EU Blue Card Germany Requirements and Salary Threshold 2026 (Ukraine)
Every year the EU Blue Card salary thresholds shift slightly upward, and 2026 is no exception. If you are a Ukrainian professional planning to apply — or already in Germany under §24 temporary protection — getting the threshold wrong by even a few hundred euros means an automatic rejection. Here is the full picture for 2026.
What the EU Blue Card Is and Why It Matters for Ukrainians
The EU Blue Card (§18g AufenthG) is a residence and work permit for highly qualified non-EU nationals.
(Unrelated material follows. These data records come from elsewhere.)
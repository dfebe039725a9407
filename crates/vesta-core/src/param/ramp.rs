use crate::shape::EnvelopeShape;
use crate::{Number, Seconds};

/// Progress of a scheduled ramp, advanced one sample at a time.
///
/// Values are interpolated in value space, or in ratio space for
/// logarithmic parameters; the caller maps ratios back to values.
#[derive(Debug, Clone, Copy)]
pub(super) struct Ramp {
    pub start_time: Seconds,
    pub in_ratio_space: bool,
    done_samples: Number,
    initial: Number,
    target: Number,
    duration_samples: Number,
    duration: Seconds,
    delta: Number,
    speed: Number,
    shape: EnvelopeShape,
    is_done: bool,
}

impl Ramp {
    /// A ramp from `initial` to `target` that started at `start_time` and
    /// has already progressed `done_samples` samples.
    pub fn new(
        start_time: Seconds,
        done_samples: Number,
        initial: Number,
        target: Number,
        duration: Seconds,
        sample_rate: Number,
        shape: EnvelopeShape,
        in_ratio_space: bool,
    ) -> Self {
        let duration_samples = duration * sample_rate;
        let is_done = duration_samples <= 0.0 || done_samples >= duration_samples;

        Self {
            start_time,
            in_ratio_space,
            done_samples,
            initial,
            target,
            duration_samples,
            duration,
            delta: target - initial,
            speed: if duration_samples > 0.0 {
                1.0 / duration_samples
            } else {
                0.0
            },
            shape,
            is_done,
        }
    }

    /// Value of the next sample.
    #[inline]
    pub fn advance(&mut self) -> Number {
        if self.is_done {
            return self.target;
        }

        let value = self.initial + self.shape.apply(self.done_samples * self.speed) * self.delta;

        self.done_samples += 1.0;

        if self.done_samples >= self.duration_samples {
            self.is_done = true;
        }

        value
    }

    /// Value `elapsed` seconds after the ramp started; may fall between two
    /// samples.
    pub fn value_at(&self, elapsed: Seconds) -> Number {
        if self.duration > 0.0 && elapsed <= self.duration {
            self.initial + self.shape.apply(elapsed / self.duration) * self.delta
        } else {
            self.target
        }
    }

    /// Whether every remaining sample equals the target.
    #[inline]
    pub fn is_done(&self) -> bool {
        self.is_done
    }
}

#[cfg(test)]
mod tests {
    use super::*;

    #[test]
    fn linear_ramp_reaches_the_target_after_its_duration() {
        let mut ramp = Ramp::new(0.0, 0.0, 0.0, 1.0, 4.0, 1.0, EnvelopeShape::Linear, false);
        let values: Vec<_> = (0..6).map(|_| ramp.advance()).collect();

        assert_eq!(values, vec![0.0, 0.25, 0.5, 0.75, 1.0, 1.0]);
        assert!(ramp.is_done());
    }

    #[test]
    fn zero_duration_yields_the_target_at_once() {
        let mut ramp = Ramp::new(0.0, 0.0, 3.0, 7.0, 0.0, 44100.0, EnvelopeShape::Linear, false);

        assert!(ramp.is_done());
        assert_eq!(ramp.advance(), 7.0);
    }

    #[test]
    fn value_at_interpolates_between_samples() {
        let ramp = Ramp::new(0.0, 0.0, 0.0, 1.0, 2.0, 1.0, EnvelopeShape::Linear, false);

        assert_eq!(ramp.value_at(0.5), 0.25);
        assert_eq!(ramp.value_at(5.0), 1.0);
    }

    #[test]
    fn curved_ramp_follows_its_shape() {
        let mut ramp = Ramp::new(0.0, 0.0, 2.0, 4.0, 2.0, 1.0, EnvelopeShape::SmoothSharp, false);

        assert_eq!(ramp.advance(), 2.0);
        assert_eq!(ramp.advance(), 2.5);
        assert_eq!(ramp.advance(), 4.0);
    }
}
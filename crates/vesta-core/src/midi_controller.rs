//! Per-channel log of MIDI controller changes.
//!
//! The host-side MIDI parser calls [`MidiController::change`] with a time
//! offset relative to the start of the next block. Parameters assigned to the
//! controller turn the queued changes into smoothed ramps while they render;
//! block-evaluated parameters simply read the latest value. The owner calls
//! [`MidiController::clear`] once every parameter had its chance to see the
//! round's events.

use crate::producer::Event;
use crate::queue::Queue;
use crate::{Number, Seconds};

/// Number of MIDI channels.
pub const MIDI_CHANNELS: usize = 16;

/// Channel byte of events that apply to every channel.
pub const ALL_CHANNELS: u8 = 0xff;

/// Channel used by parameters that are not tied to a per-note channel.
/// Voices move their parameters to the note's channel in MPE setups.
pub const PARAM_DEFAULT_MPE_CHANNEL: u8 = 0;

/// Event type of a controller change: `number_param_1` is the ratio,
/// `byte_param_1` the channel.
pub const EVT_CHANGE: u8 = 1;

/// Controller values and the changes queued for the current block.
#[derive(Debug, Clone)]
pub struct MidiController {
    events: Queue<Event>,
    values: [Number; MIDI_CHANNELS],
    change_indices: [u32; MIDI_CHANNELS],
    assignments: usize,
}

impl Default for MidiController {
    fn default() -> Self {
        Self::new()
    }
}

impl MidiController {
    /// Controller resting at 0 on every channel.
    pub fn new() -> Self {
        Self::with_initial_value(0.0)
    }

    /// Controller resting at `ratio` on every channel (0.5 for pitch wheels).
    pub fn with_initial_value(ratio: Number) -> Self {
        Self {
            events: Queue::with_capacity(64),
            values: [ratio.clamp(0.0, 1.0); MIDI_CHANNELS],
            change_indices: [0; MIDI_CHANNELS],
            assignments: 0,
        }
    }

    /// Store a new value for `channel` and queue it at `time_offset`.
    pub fn change(&mut self, channel: u8, time_offset: Seconds, ratio: Number) {
        let ratio = ratio.clamp(0.0, 1.0);
        let index = channel as usize % MIDI_CHANNELS;

        self.events.push(
            Event::new(EVT_CHANGE, time_offset)
                .with_numbers(ratio, 0.0)
                .with_bytes(index as u8, 0),
        );
        self.values[index] = ratio;
        self.change_indices[index] = self.change_indices[index].wrapping_add(1);
    }

    /// Store a new value for every channel and queue a single event.
    pub fn change_all_channels(&mut self, time_offset: Seconds, ratio: Number) {
        let ratio = ratio.clamp(0.0, 1.0);

        self.events.push(
            Event::new(EVT_CHANGE, time_offset)
                .with_numbers(ratio, 0.0)
                .with_bytes(ALL_CHANNELS, 0),
        );

        for (value, change_index) in self.values.iter_mut().zip(&mut self.change_indices) {
            *value = ratio;
            *change_index = change_index.wrapping_add(1);
        }
    }

    /// Latest value on `channel`.
    #[inline]
    pub fn value(&self, channel: u8) -> Number {
        self.values[channel as usize % MIDI_CHANNELS]
    }

    /// Change counter of `channel`.
    #[inline]
    pub fn change_index(&self, channel: u8) -> u32 {
        self.change_indices[channel as usize % MIDI_CHANNELS]
    }

    /// Changes queued since the last [`clear`](Self::clear).
    #[inline]
    pub fn events(&self) -> &Queue<Event> {
        &self.events
    }

    /// Whether an event applies to `channel`.
    #[inline]
    pub fn is_event_for(event: &Event, channel: u8) -> bool {
        event.byte_param_1 == ALL_CHANNELS || event.byte_param_1 == channel
    }

    /// Drop queued events; values are kept.
    pub fn clear(&mut self) {
        self.events.clear();
    }

    /// Count a parameter assignment.
    pub fn assigned(&mut self) {
        self.assignments += 1;
    }

    /// Count a parameter release.
    pub fn released(&mut self) {
        self.assignments = self.assignments.saturating_sub(1);
    }

    /// Whether any parameter uses this controller.
    pub fn is_assigned(&self) -> bool {
        self.assignments != 0
    }
}

#[cfg(test)]
mod tests {
    use super::*;

    #[test]
    fn changes_are_stored_per_channel() {
        let mut controller = MidiController::new();

        controller.change(2, 0.0, 0.75);

        assert_eq!(controller.value(2), 0.75);
        assert_eq!(controller.value(3), 0.0);
        assert_eq!(controller.change_index(2), 1);
        assert_eq!(controller.change_index(3), 0);
    }

    #[test]
    fn broadcast_reaches_every_channel() {
        let mut controller = MidiController::with_initial_value(0.5);

        controller.change_all_channels(0.1, 1.5);

        assert!((0..16).all(|ch| controller.value(ch) == 1.0));

        let event = controller.events().front().copied().expect("queued");
        assert!(MidiController::is_event_for(&event, 9));
    }

    #[test]
    fn clear_keeps_values() {
        let mut controller = MidiController::new();
        controller.change(0, 0.0, 0.3);
        controller.change(0, 0.01, 0.4);

        assert_eq!(controller.events().len(), 2);

        controller.clear();

        assert!(controller.events().is_empty());
        assert_eq!(controller.value(0), 0.4);
    }

    #[test]
    fn assignments_are_counted() {
        let mut controller = MidiController::new();

        controller.assigned();
        controller.assigned();
        controller.released();
        assert!(controller.is_assigned());

        controller.released();
        controller.released();
        assert!(!controller.is_assigned());
    }
}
For Ukrainians currently living in Germany under temporary protection (§24), it represents the most direct route to long-term security.
The advantages over staying on §24 are substantial:
- Settlement permit (Niederlassungserlaubnis) after just 21 months with B1 German proficiency
- Freedom to change employers without prior authority approval after 12 months
- A three-month grace period if you lose your job
- Full credit toward German naturalization, which requires five years of total legal residence
Germany has an annual skilled worker shortage of roughly 400,000 positions. The Blue Card was specifically designed to attract and retain this talent — which means the administrative framework genuinely wants to approve applications that meet the criteria.
2026 Salary Thresholds: The Exact Numbers
The thresholds are calculated annually based on the pension contribution assessment ceiling (Beitragsbemessungsgrenze) and took effect on January 1, 2026.
| Category | Gross Annual Salary | Gross Monthly |
|---|---|---|
| Standard occupations | €50,700 | €4,225 |
| Shortage occupations | €45,934.20 | €3,827.85 |
| Recent graduates (degree within last 3 years) | €45,934.20 | €3,827.85 |
| IT specialists (Experience Pillar, no degree required) | €45,934.20 | €3,827.85 |
The lower threshold applies to shortage occupations and recent graduates. The difference of roughly €4,766 per year is not trivial — it determines whether a borderline salary qualifies.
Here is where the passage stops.